*WHAT TO DO:*
Lines to restate from the data below: from the one containing "repository 19459c3e6879896c" to the one containing "pub use self::decoder::EmblDecoder;", both included. Give them again exactly, and only them.

*RECORDS SUPPLIED:*
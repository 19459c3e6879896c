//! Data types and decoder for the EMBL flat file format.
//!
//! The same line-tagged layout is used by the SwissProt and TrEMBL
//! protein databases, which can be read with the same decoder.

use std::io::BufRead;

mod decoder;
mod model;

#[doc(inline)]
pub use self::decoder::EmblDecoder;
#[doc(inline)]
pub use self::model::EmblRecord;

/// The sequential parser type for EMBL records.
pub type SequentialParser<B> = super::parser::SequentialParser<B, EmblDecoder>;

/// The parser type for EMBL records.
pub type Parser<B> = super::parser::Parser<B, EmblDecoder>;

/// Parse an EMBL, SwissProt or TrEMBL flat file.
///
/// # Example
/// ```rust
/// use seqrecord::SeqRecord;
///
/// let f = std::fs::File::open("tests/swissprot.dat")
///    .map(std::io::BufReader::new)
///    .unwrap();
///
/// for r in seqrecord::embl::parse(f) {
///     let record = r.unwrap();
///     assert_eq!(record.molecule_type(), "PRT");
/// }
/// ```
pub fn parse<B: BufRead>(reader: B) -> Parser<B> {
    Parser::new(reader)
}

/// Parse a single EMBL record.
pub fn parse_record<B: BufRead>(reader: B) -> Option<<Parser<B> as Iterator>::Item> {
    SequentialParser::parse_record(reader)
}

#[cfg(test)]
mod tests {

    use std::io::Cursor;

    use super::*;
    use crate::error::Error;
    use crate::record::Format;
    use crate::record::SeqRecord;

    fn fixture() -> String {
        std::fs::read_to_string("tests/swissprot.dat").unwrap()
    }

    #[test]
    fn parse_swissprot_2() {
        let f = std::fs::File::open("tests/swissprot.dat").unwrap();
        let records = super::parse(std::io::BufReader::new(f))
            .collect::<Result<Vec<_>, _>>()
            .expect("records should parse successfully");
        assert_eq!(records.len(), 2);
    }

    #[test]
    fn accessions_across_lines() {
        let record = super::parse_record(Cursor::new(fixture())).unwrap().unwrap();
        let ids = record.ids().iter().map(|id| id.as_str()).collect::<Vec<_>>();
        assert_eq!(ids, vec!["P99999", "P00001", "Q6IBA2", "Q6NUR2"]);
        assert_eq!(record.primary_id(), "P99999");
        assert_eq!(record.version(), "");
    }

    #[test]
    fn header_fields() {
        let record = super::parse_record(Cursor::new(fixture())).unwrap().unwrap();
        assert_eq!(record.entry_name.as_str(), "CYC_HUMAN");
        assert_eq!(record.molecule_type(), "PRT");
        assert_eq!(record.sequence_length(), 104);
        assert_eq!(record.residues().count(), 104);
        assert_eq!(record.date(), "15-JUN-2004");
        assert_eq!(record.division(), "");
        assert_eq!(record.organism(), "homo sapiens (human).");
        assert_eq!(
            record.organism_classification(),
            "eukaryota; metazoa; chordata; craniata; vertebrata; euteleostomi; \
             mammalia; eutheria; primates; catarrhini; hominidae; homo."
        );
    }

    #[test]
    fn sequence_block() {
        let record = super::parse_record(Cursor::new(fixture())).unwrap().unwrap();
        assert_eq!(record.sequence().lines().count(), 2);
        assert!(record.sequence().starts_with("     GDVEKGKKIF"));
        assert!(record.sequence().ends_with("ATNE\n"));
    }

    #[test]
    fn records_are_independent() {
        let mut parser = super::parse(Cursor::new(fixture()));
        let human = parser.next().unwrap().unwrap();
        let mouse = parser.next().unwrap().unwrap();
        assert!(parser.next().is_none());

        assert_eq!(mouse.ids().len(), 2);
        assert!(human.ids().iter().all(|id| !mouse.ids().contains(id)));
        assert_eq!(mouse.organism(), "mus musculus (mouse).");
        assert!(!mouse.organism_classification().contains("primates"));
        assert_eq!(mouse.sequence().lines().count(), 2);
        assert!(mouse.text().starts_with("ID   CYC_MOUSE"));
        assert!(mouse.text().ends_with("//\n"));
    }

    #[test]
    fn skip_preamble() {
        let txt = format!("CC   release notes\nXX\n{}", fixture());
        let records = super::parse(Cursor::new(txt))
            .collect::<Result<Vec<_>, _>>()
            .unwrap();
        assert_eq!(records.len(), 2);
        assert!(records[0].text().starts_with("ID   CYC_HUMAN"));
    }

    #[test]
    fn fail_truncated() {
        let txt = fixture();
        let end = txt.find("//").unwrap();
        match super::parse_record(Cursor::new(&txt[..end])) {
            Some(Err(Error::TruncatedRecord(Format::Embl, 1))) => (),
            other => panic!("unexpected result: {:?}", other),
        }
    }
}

...

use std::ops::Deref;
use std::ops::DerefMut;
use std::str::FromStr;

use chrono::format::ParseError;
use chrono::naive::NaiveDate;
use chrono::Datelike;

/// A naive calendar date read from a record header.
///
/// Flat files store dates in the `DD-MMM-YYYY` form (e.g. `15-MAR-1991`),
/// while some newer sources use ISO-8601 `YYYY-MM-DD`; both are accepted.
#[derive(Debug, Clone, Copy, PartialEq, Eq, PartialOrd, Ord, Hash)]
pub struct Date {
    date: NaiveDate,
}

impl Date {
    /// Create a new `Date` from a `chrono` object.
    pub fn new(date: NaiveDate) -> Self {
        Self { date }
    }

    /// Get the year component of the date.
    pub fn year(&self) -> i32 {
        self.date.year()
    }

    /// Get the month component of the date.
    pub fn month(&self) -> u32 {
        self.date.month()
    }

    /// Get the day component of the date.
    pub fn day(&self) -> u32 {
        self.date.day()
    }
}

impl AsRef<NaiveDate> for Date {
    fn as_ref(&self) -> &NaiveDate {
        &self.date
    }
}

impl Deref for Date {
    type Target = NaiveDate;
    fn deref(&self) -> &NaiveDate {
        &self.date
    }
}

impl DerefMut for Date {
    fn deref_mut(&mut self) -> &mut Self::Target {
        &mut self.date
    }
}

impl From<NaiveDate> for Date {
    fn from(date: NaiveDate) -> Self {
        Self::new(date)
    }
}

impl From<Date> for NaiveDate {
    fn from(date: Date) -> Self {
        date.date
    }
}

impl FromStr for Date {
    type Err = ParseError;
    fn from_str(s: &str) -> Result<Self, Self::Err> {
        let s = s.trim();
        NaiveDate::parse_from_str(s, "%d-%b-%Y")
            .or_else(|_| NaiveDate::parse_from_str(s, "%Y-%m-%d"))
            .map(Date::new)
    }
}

*WRITTEN ANSWER:*
repository 19459c3e6879896c
//! Data types and decoder for the EMBL flat file format.
//!
//! The same line-tagged layout is used by the SwissProt and TrEMBL
//! protein databases, which can be read with the same decoder.

use std::io::BufRead;

mod decoder;
mod model;

#[doc(inline)]
pub use self::decoder::EmblDecoder;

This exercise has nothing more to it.